Chiara Marletto on The Limits to Certainty in lunch conversation over new computable predictability of the universe from her work on constructor theory, with David Deutsch. In looking at questions about why certain constants and laws happen to be the way they happen to be, the idea of principles or meta-laws constraining  current actual states from within all conceivable possibilities is attractive. Interesting addition to debate on alternatives to greedy reductionism is the concept that impossible states in discrete component systems can be possible in another level of compound system, It’s not just the complexity or any suggestions of reverse causality, simply a principle that such states can be computed. [Also – error correction in computability seems to be complement to mutation in evolution?] Consequences for basic ontology and for causation as the world unfolds seems inescapable, even if the world as a universal quantum computer seems far fetched. Says a lot about fabric of universe as information and about consciousness – and will – as part of that.

[Terry Eagleton on The Swindle of the New. Traditional conservatism and acceptance of history and inevitable aspects of a future based on history mediated by the now are far from bad … innovation is not good in and of itself.]
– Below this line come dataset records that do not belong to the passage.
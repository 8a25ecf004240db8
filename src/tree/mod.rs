//! Content Hash Trees
//!
//! Describes the current state of a store subtree as a tree of
//! `(path, content id, children)` nodes, rebuilt from the store on demand.

pub mod builder;
pub mod node;

pub use builder::TreeHasher;
pub use node::TreeNode;
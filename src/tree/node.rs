//! Hash-tree node produced by the tree hasher

use crate::types::{ContentId, NodeKind, ObjectPath};
use serde::{Deserialize, Serialize};

/// Snapshot of one store entry and, for directories, its children sorted by name.
///
/// Built fresh bottom-up on every hash computation and never mutated afterwards.
#[derive(Debug, Clone, PartialEq, Eq, Serialize, Deserialize)]
pub struct TreeNode {
    pub path: ObjectPath,
    pub content_id: ContentId,
    pub kind: NodeKind,
    #[serde(default, skip_serializing_if = "Vec::is_empty")]
    pub children: Vec<TreeNode>,
}

impl TreeNode {
    pub fn leaf(path: ObjectPath, content_id: ContentId) -> Self {
        Self {
            path,
            content_id,
            kind: NodeKind::File,
            children: Vec::new(),
        }
    }

    pub fn is_leaf(&self) -> bool {
        self.kind == NodeKind::File
    }

    /// Find the node at `path` within this subtree
    pub fn find(&self, path: &ObjectPath) -> Option<&TreeNode> {
        if &self.path == path {
            return Some(self);
        }
        if !path.starts_with(&self.path) {
            return None;
        }
        self.children.iter().find_map(|child| child.find(path))
    }

    pub fn contains(&self, path: &ObjectPath) -> bool {
        self.find(path).is_some()
    }

    /// Number of nodes in this subtree, including itself
    pub fn node_count(&self) -> usize {
        1 + self.children.iter().map(TreeNode::node_count).sum::<usize>()
    }

    /// Paths of every file below this node, depth-first in name order
    pub fn file_paths(&self) -> Vec<&ObjectPath> {
        let mut out = Vec::new();
        self.collect_files(&mut out);
        out
    }

    fn collect_files<'a>(&'a self, out: &mut Vec<&'a ObjectPath>) {
        if self.is_leaf() {
            out.push(&self.path);
        }
        for child in &self.children {
            child.collect_files(out);
        }
    }

    /// Canonical JSON form; two equal trees always serialize identically
    pub fn to_json(&self) -> String {
        serde_json::to_string(self).unwrap_or_default()
    }
}
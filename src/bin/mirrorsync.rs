//! mirrorsync binary
//!
//! Watches one directory, mirrors it into the local content store and keeps
//! its root hash published in the replicated manifest until interrupted.

use anyhow::Context;
use clap::Parser;
use mirrorsync::cli::{Cli, USAGE};
use mirrorsync::config::{ConfigLoader, StoragePaths, SyncConfig};
use mirrorsync::engine::{SyncContext, SyncEngine};
use mirrorsync::error::SyncError;
use mirrorsync::logging::init_logging;
use mirrorsync::manifest::{ManifestDocument, ManifestSnapshot};
use mirrorsync::replication::SledDocumentStore;
use mirrorsync::store::SledContentStore;
use mirrorsync::types::Root;
use mirrorsync::watch::FsNotifier;
use std::path::{Path, PathBuf};
use std::process;
use std::sync::Arc;
use tokio::sync::mpsc;
use tracing::{error, info, warn};

#[tokio::main]
async fn main() {
    let cli = Cli::parse();

    let Some(directory) = cli.directory.clone() else {
        println!("{}", USAGE);
        process::exit(0);
    };

    let config = match load_config(&cli) {
        Ok(config) => config,
        Err(e) => {
            eprintln!("{}", e);
            process::exit(1);
        }
    };

    if cli.print_config {
        match config.to_toml() {
            Ok(rendered) => {
                println!("{}", rendered);
                process::exit(0);
            }
            Err(e) => {
                eprintln!("{}", e);
                process::exit(1);
            }
        }
    }

    let directory = match prepare_directory(&directory) {
        Ok(directory) => directory,
        Err(e) => {
            eprintln!("{}", e);
            process::exit(1);
        }
    };

    let paths = match config.storage.resolve(&directory) {
        Ok(paths) => paths,
        Err(e) => {
            eprintln!("{}", e);
            process::exit(1);
        }
    };

    let logging_config = config.logging.clone().with_default_file(&paths.data_dir);
    if let Err(e) = init_logging(&logging_config) {
        eprintln!("Failed to initialize logging: {}", e);
        process::exit(1);
    }

    info!(directory = ?directory, data_dir = ?paths.data_dir, "mirrorsync starting");

    if let Err(e) = run(directory, config, paths).await {
        error!(error = %format!("{:#}", e), "mirrorsync stopped with an error");
        eprintln!("{:#}", e);
        process::exit(1);
    }
    info!("mirrorsync stopped");
}

/// Load layered configuration, then apply command-line flags
fn load_config(cli: &Cli) -> Result<SyncConfig, SyncError> {
    let mut config = ConfigLoader::load(cli.config.as_deref())?;
    cli.apply_overrides(&mut config);
    config.validate().map_err(|errors| {
        let messages: Vec<String> = errors.iter().map(|e| e.to_string()).collect();
        SyncError::ConfigError(messages.join("\n"))
    })?;
    Ok(config)
}

async fn run(directory: PathBuf, config: SyncConfig, paths: StoragePaths) -> anyhow::Result<()> {
    let root = Root::from_directory(&directory).context("Cannot name a root after the watched directory")?;

    let content = Arc::new(
        SledContentStore::new(&paths.content_store)
            .map_err(|e| SyncError::Startup(format!("Cannot open content store: {}", e)))?,
    );
    let documents = Arc::new(
        SledDocumentStore::new(&paths.document_store, config.peer_id(&paths))
            .map_err(|e| SyncError::Startup(format!("Cannot open document store: {}", e)))?,
    );
    let engine = SyncEngine::new(
        SyncContext::new(content.clone(), documents.clone()),
        config.engine_options()?,
    );

    let snapshot = ManifestSnapshot::new(&paths.manifest_snapshot);
    match snapshot.load() {
        Ok(Some(saved)) => {
            engine.manifest().seed(&saved).await?;
        }
        Ok(None) => {
            engine.manifest().refresh().await?;
        }
        Err(e) => {
            warn!(error = %e, "Ignoring unreadable manifest snapshot");
            engine.manifest().refresh().await?;
        }
    }

    engine.reconcile(std::slice::from_ref(&root)).await?;
    let listener = engine.manifest().on_remote_update(log_manifest);

    // Watch before scanning so nothing written during the scan is missed
    let (tx, events) = mpsc::unbounded_channel();
    let notifier = FsNotifier::watch(&directory, tx)?;
    engine.register_root(&directory).await?;

    engine
        .run(events, async {
            if let Err(e) = tokio::signal::ctrl_c().await {
                warn!(error = %e, "Cannot listen for Ctrl-C; stopping");
            }
        })
        .await?;

    drop(notifier);
    engine.shutdown().await;
    listener.abort();

    let manifest = engine.manifest().get().await?;
    snapshot
        .save(&manifest)
        .with_context(|| format!("Cannot save manifest snapshot to {}", snapshot.path().display()))?;
    content.flush()?;
    documents.flush()?;
    info!(roots = manifest.entries.len(), "Manifest snapshot saved");
    Ok(())
}

/// Create the watch target if needed and return its canonical path.
///
/// The default data dir is keyed by this path, so it must be resolved first.
fn prepare_directory(directory: &Path) -> Result<PathBuf, SyncError> {
    std::fs::create_dir_all(directory).map_err(|e| {
        SyncError::Startup(format!("Cannot create {}: {}", directory.display(), e))
    })?;
    dunce::canonicalize(directory)
        .map_err(|e| SyncError::Startup(format!("Cannot resolve {}: {}", directory.display(), e)))
}

fn log_manifest(manifest: &ManifestDocument) {
    for (root, content_id) in &manifest.entries {
        info!(root = %root, content_id = %content_id, "Manifest entry");
    }
}
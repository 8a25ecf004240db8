//! Explicit config file source: the `--config` argument

use config::builder::DefaultState;
use config::ConfigBuilder;
use config::ConfigError;
use config::File;
use std::path::Path;

/// Add the explicit config file. Unlike the global file it must exist.
pub fn add_to_builder(
    builder: ConfigBuilder<DefaultState>,
    path: Option<&Path>,
) -> Result<ConfigBuilder<DefaultState>, ConfigError> {
    match path {
        Some(path) => {
            if !path.exists() {
                return Err(ConfigError::Message(format!(
                    "Configuration file not found: {}",
                    path.display()
                )));
            }
            Ok(builder.add_source(File::from(path).required(true)))
        }
        None => Ok(builder),
    }
}
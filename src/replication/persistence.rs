//! Sled-backed local replica of the document store.

use crate::error::DocumentError;
use crate::replication::{Document, DocumentStore, ReplicationEvent, Revision, StoredDocument};
use async_trait::async_trait;
use chrono::Utc;
use parking_lot::Mutex;
use sled::{Db, Tree};
use std::path::Path;
use tokio::sync::broadcast;
use tracing::{debug, trace};

const TREE_DOCUMENTS: &str = "documents";
const EVENT_CAPACITY: usize = 256;

pub struct SledDocumentStore {
    db: Db,
    documents: Tree,
    peer_id: String,
    /// Highest clock observed locally or from peers; guards every write
    clock: Mutex<u64>,
    events: broadcast::Sender<ReplicationEvent>,
}

impl SledDocumentStore {
    pub fn new<P: AsRef<Path>>(path: P, peer_id: impl Into<String>) -> Result<Self, DocumentError> {
        Self::from_db(sled::open(path)?, peer_id)
    }

    pub fn temporary(peer_id: impl Into<String>) -> Result<Self, DocumentError> {
        Self::from_db(sled::Config::new().temporary(true).open()?, peer_id)
    }

    pub fn from_db(db: Db, peer_id: impl Into<String>) -> Result<Self, DocumentError> {
        let documents = db.open_tree(TREE_DOCUMENTS)?;
        let mut clock = 0;
        for item in documents.iter() {
            let (key, value) = item?;
            let doc = decode(&String::from_utf8_lossy(&key), &value)?;
            clock = clock.max(doc.revision.clock);
        }
        let (events, _) = broadcast::channel(EVENT_CAPACITY);
        Ok(Self {
            db,
            documents,
            peer_id: peer_id.into(),
            clock: Mutex::new(clock),
            events,
        })
    }

    pub fn flush(&self) -> Result<(), DocumentError> {
        self.db.flush()?;
        Ok(())
    }

    fn load(&self, key: &str) -> Result<Option<StoredDocument>, DocumentError> {
        match self.documents.get(key.as_bytes())? {
            Some(raw) => decode(key, &raw).map(Some),
            None => Ok(None),
        }
    }

    fn store(&self, doc: &StoredDocument) -> Result<(), DocumentError> {
        let value = serde_json::to_vec(doc).map_err(|source| DocumentError::Codec {
            key: doc.id.clone(),
            source,
        })?;
        self.documents.insert(doc.id.as_bytes(), value)?;
        Ok(())
    }
}

#[async_trait]
impl DocumentStore for SledDocumentStore {
    fn peer_id(&self) -> &str {
        &self.peer_id
    }

    async fn put(&self, document: Document) -> Result<Revision, DocumentError> {
        if document.id.is_empty() {
            return Err(DocumentError::InvalidKey(document.id));
        }
        let mut clock = self.clock.lock();
        *clock += 1;
        let revision = Revision {
            clock: *clock,
            peer: self.peer_id.clone(),
        };
        let stored = StoredDocument {
            id: document.id,
            body: document.body,
            revision: revision.clone(),
            updated_at: Utc::now(),
        };
        self.store(&stored)?;
        trace!(key = %stored.id, clock = revision.clock, "Stored local document");
        Ok(revision)
    }

    async fn get(&self, key: &str) -> Result<Option<StoredDocument>, DocumentError> {
        self.load(key)
    }

    async fn list(&self, prefix: &str) -> Result<Vec<StoredDocument>, DocumentError> {
        let mut out = Vec::new();
        for item in self.documents.scan_prefix(prefix.as_bytes()) {
            let (key, value) = item?;
            out.push(decode(&String::from_utf8_lossy(&key), &value)?);
        }
        Ok(out)
    }

    async fn apply_remote(&self, document: StoredDocument) -> Result<bool, DocumentError> {
        if document.id.is_empty() {
            return Err(DocumentError::InvalidKey(document.id));
        }
        let accepted = {
            let mut clock = self.clock.lock();
            *clock = (*clock).max(document.revision.clock);
            let newer = match self.load(&document.id)? {
                Some(existing) => document.revision > existing.revision,
                None => true,
            };
            if newer {
                self.store(&document)?;
            }
            newer
        };

        if accepted {
            debug!(
                key = %document.id,
                origin = %document.revision.peer,
                clock = document.revision.clock,
                "Replicated document"
            );
            // No subscribers is not an error
            let _ = self.events.send(ReplicationEvent {
                origin: document.revision.peer.clone(),
                keys: vec![document.id.clone()],
            });
        } else {
            trace!(key = %document.id, "Ignored stale replicated document");
        }
        Ok(accepted)
    }

    fn subscribe(&self) -> broadcast::Receiver<ReplicationEvent> {
        self.events.subscribe()
    }
}

fn decode(key: &str, raw: &[u8]) -> Result<StoredDocument, DocumentError> {
    serde_json::from_slice(raw).map_err(|source| DocumentError::Codec {
        key: key.to_string(),
        source,
    })
}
Empty Brain – Empty Project

I criticised the Human Brain Project about this time last year, and recently responded to this Aeon piece by Robert Epstein;

“The Empty Brain.
Your brain does not process information,
retrieve knowledge or store memories.
In short: your brain is not a computer.”

Well actually, of course, I say it does and it is;

Your brain does process information,
does store memories
and does retrieve knowledge.
It does do computation.

What’s wrong is the component model of a computer as some kind of CPU plus RAM/Storage. As I said when I commented earlier in the week, it’s actually a good article (recommended again today by Massimo Pigliucci) it just suffers from headline-writer’s click-bait.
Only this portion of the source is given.